▶ Task directions
Return the records below exactly as they are written.

(Data extracted from a collection)
>>>

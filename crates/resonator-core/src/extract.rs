//! Per-frame brightness profiles inside the ROI.

use ndarray::{s, Array1, Array2, Axis};
use serde::{Deserialize, Serialize};

use crate::error::{ResonatorError, Result};
use crate::frame::ColorFrame;
use crate::reduce::grouped_mean;
use crate::roi::RoiRect;

/// Which spatial axis survives the reduction.
#[derive(Clone, Copy, Debug, Default, PartialEq, Eq, Serialize, Deserialize)]
#[serde(rename_all = "lowercase")]
pub enum ProfileAxis {
    /// One value per ROI row (columns are averaged).
    #[default]
    Rows,
    /// One value per ROI column (rows are averaged).
    Columns,
}

impl std::fmt::Display for ProfileAxis {
    fn fmt(&self, f: &mut std::fmt::Formatter<'_>) -> std::fmt::Result {
        match self {
            Self::Rows => write!(f, "rows"),
            Self::Columns => write!(f, "columns"),
        }
    }
}

/// Per-pixel background intensity over the ROI, subtracted from every frame.
#[derive(Clone, Debug)]
pub struct BackgroundBaseline {
    data: Array2<f64>,
}

impl BackgroundBaseline {
    pub fn uniform(height: usize, width: usize, value: f64) -> Self {
        Self {
            data: Array2::from_elem((height, width), value),
        }
    }

    pub fn data(&self) -> &Array2<f64> {
        &self.data
    }
}

/// Running mean of channel-averaged ROI crops.
pub struct BaselineAccumulator {
    roi: RoiRect,
    sum: Array2<f64>,
    count: usize,
}

impl BaselineAccumulator {
    pub fn new(roi: RoiRect) -> Self {
        Self {
            roi,
            sum: Array2::zeros((roi.height as usize, roi.width as usize)),
            count: 0,
        }
    }

    pub fn add(&mut self, frame: &ColorFrame) -> Result<()> {
        let gray = crop_gray(frame, &self.roi)?;
        self.sum += &gray;
        self.count += 1;
        Ok(())
    }

    pub fn finish(self) -> Result<BackgroundBaseline> {
        if self.count == 0 {
            return Err(ResonatorError::EmptySequence);
        }
        Ok(BackgroundBaseline {
            data: self.sum / self.count as f64,
        })
    }
}

/// Cut the ROI out of a frame, keeping all channels.
pub fn crop(frame: &ColorFrame, roi: &RoiRect) -> Result<ColorFrame> {
    check_fits(frame, roi)?;
    let view = frame.data.slice(s![
        roi.y as usize..roi.bottom() as usize,
        roi.x as usize..roi.right() as usize,
        ..
    ]);
    Ok(ColorFrame::new(view.to_owned(), frame.original_bit_depth, frame.index))
}

/// Channel-averaged intensity of the ROI.
pub fn crop_gray(frame: &ColorFrame, roi: &RoiRect) -> Result<Array2<f64>> {
    check_fits(frame, roi)?;
    let view = frame.data.slice(s![
        roi.y as usize..roi.bottom() as usize,
        roi.x as usize..roi.right() as usize,
        ..
    ]);
    let channels = view.len_of(Axis(2)) as f64;
    Ok(view.map_axis(Axis(2), |px| {
        px.iter().map(|&v| v as f64).sum::<f64>() / channels
    }))
}

fn check_fits(frame: &ColorFrame, roi: &RoiRect) -> Result<()> {
    if roi.fits(frame.width() as u32, frame.height() as u32) {
        Ok(())
    } else {
        Err(ResonatorError::RoiOutOfFrame {
            x: roi.x as i64,
            y: roi.y as i64,
            width: roi.width as i64,
            height: roi.height as i64,
            frame_width: frame.width() as u32,
            frame_height: frame.height() as u32,
        })
    }
}

/// Turns frames into 1-D brightness profiles for a fixed, validated ROI.
#[derive(Clone, Debug)]
pub struct BrightnessExtractor {
    roi: RoiRect,
    axis: ProfileAxis,
    spatial_bin: usize,
    background: Option<BackgroundBaseline>,
}

impl BrightnessExtractor {
    pub fn new(roi: RoiRect, axis: ProfileAxis, spatial_bin: usize) -> Self {
        Self {
            roi,
            axis,
            spatial_bin,
            background: None,
        }
    }

    pub fn with_background(mut self, background: BackgroundBaseline) -> Self {
        self.background = Some(background);
        self
    }

    pub fn roi(&self) -> &RoiRect {
        &self.roi
    }

    /// Number of values each profile holds.
    pub fn profile_len(&self) -> usize {
        let len = match self.axis {
            ProfileAxis::Rows => self.roi.height,
            ProfileAxis::Columns => self.roi.width,
        } as usize;
        len / self.spatial_bin.max(1)
    }

    /// Crop, average channels, subtract the baseline, average across the
    /// other axis, then block-average along the kept axis.
    pub fn profile(&self, frame: &ColorFrame) -> Result<Array1<f64>> {
        let mut gray = crop_gray(frame, &self.roi)?;
        if let Some(bg) = &self.background {
            if bg.data.dim() != gray.dim() {
                return Err(ResonatorError::Config(format!(
                    "background baseline is {:?}, ROI crop is {:?}",
                    bg.data.dim(),
                    gray.dim()
                )));
            }
            gray -= &bg.data;
        }

        let reduce_axis = match self.axis {
            ProfileAxis::Rows => Axis(1),
            ProfileAxis::Columns => Axis(0),
        };
        let profile = gray
            .mean_axis(reduce_axis)
            .ok_or(ResonatorError::EmptySequence)?;
        grouped_mean(&profile, self.spatial_bin)
    }
}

<<<

▶ Output below
filename crates/resonator-core/src/extract.rs
//! Per-frame brightness profiles inside the ROI.

use ndarray::{s, Array1, Array2, Axis};
use serde::{Deserialize, Serialize};

use crate::error::{ResonatorError, Result};
use crate::frame::ColorFrame;
use crate::reduce::grouped_mean;
use crate::roi::RoiRect;

/// Which spatial axis survives the reduction.
#[derive(Clone, Copy, Debug, Default, PartialEq, Eq, Serialize, Deserialize)]
#[serde(rename_all = "lowercase")]
pub enum ProfileAxis {
    /// One value per ROI row (columns are averaged).
    #[default]
    Rows,
    /// One value per ROI column (rows are averaged).
    Columns,
}

impl std::fmt::Display for ProfileAxis {
    fn fmt(&self, f: &mut std::fmt::Formatter<'_>) -> std::fmt::Result {
        match self {
            Self::Rows => write!(f, "rows"),
            Self::Columns => write!(f, "columns"),
        }
    }
}

/// Per-pixel background intensity over the ROI, subtracted from every frame.
#[derive(Clone, Debug)]
pub struct BackgroundBaseline {
    data: Array2<f64>,
}

impl BackgroundBaseline {
    pub fn uniform(height: usize, width: usize, value: f64) -> Self {
        Self {
            data: Array2::from_elem((height, width), value),
        }
    }

    pub fn data(&self) -> &Array2<f64> {
        &self.data
    }
}

/// Running mean of channel-averaged ROI crops.
pub struct BaselineAccumulator {
    roi: RoiRect,
    sum: Array2<f64>,
    count: usize,
}

impl BaselineAccumulator {
    pub fn new(roi: RoiRect) -> Self {
        Self {
            roi,
            sum: Array2::zeros((roi.height as usize, roi.width as usize)),
            count: 0,
        }
    }

    pub fn add(&mut self, frame: &ColorFrame) -> Result<()> {
        let gray = crop_gray(frame, &self.roi)?;
        self.sum += &gray;
        self.count += 1;
        Ok(())
    }

    pub fn finish(self) -> Result<BackgroundBaseline> {
        if self.count == 0 {
            return Err(ResonatorError::EmptySequence);
        }
        Ok(BackgroundBaseline {
            data: self.sum / self.count as f64,
        })
    }
}

/// Cut the ROI out of a frame, keeping all channels.
pub fn crop(frame: &ColorFrame, roi: &RoiRect) -> Result<ColorFrame> {
    check_fits(frame, roi)?;
    let view = frame.data.slice(s![
        roi.y as usize..roi.bottom() as usize,
        roi.x as usize..roi.right() as usize,
        ..
    ]);
    Ok(ColorFrame::new(view.to_owned(), frame.original_bit_depth, frame.index))
}

/// Channel-averaged intensity of the ROI.
pub fn crop_gray(frame: &ColorFrame, roi: &RoiRect) -> Result<Array2<f64>> {
    check_fits(frame, roi)?;
    let view = frame.data.slice(s![
        roi.y as usize..roi.bottom() as usize,
        roi.x as usize..roi.right() as usize,
        ..
    ]);
    let channels = view.len_of(Axis(2)) as f64;
    Ok(view.map_axis(Axis(2), |px| {
        px.iter().map(|&v| v as f64).sum::<f64>() / channels
    }))
}

fn check_fits(frame: &ColorFrame, roi: &RoiRect) -> Result<()> {
    if roi.fits(frame.width() as u32, frame.height() as u32) {
        Ok(())
    } else {
        Err(ResonatorError::RoiOutOfFrame {
            x: roi.x as i64,
            y: roi.y as i64,
            width: roi.width as i64,
            height: roi.height as i64,
            frame_width: frame.width() as u32,
            frame_height: frame.height() as u32,
        })
    }
}

/// Turns frames into 1-D brightness profiles for a fixed, validated ROI.
#[derive(Clone, Debug)]
pub struct BrightnessExtractor {
    roi: RoiRect,
    axis: ProfileAxis,
    spatial_bin: usize,
    background: Option<BackgroundBaseline>,
}

impl BrightnessExtractor {
    pub fn new(roi: RoiRect, axis: ProfileAxis, spatial_bin: usize) -> Self {
        Self {
            roi,
            axis,
            spatial_bin,
            background: None,
        }
    }

    pub fn with_background(mut self, background: BackgroundBaseline) -> Self {
        self.background = Some(background);
        self
    }

    pub fn roi(&self) -> &RoiRect {
        &self.roi
    }

    /// Number of values each profile holds.
    pub fn profile_len(&self) -> usize {
        let len = match self.axis {
            ProfileAxis::Rows => self.roi.height,
            ProfileAxis::Columns => self.roi.width,
        } as usize;
        len / self.spatial_bin.max(1)
    }

    /// Crop, average channels, subtract the baseline, average across the
    /// other axis, then block-average along the kept axis.
    pub fn profile(&self, frame: &ColorFrame) -> Result<Array1<f64>> {
        let mut gray = crop_gray(frame, &self.roi)?;
        if let Some(bg) = &self.background {
            if bg.data.dim() != gray.dim() {
                return Err(ResonatorError::Config(format!(
                    "background baseline is {:?}, ROI crop is {:?}",
                    bg.data.dim(),
                    gray.dim()
                )));
            }
            gray -= &bg.data;
        }

        let reduce_axis = match self.axis {
            ProfileAxis::Rows => Axis(1),
            ProfileAxis::Columns => Axis(0),
        };
        let profile = gray
            .mean_axis(reduce_axis)
            .ok_or(ResonatorError::EmptySequence)?;
        grouped_mean(&profile, self.spatial_bin)
    }
}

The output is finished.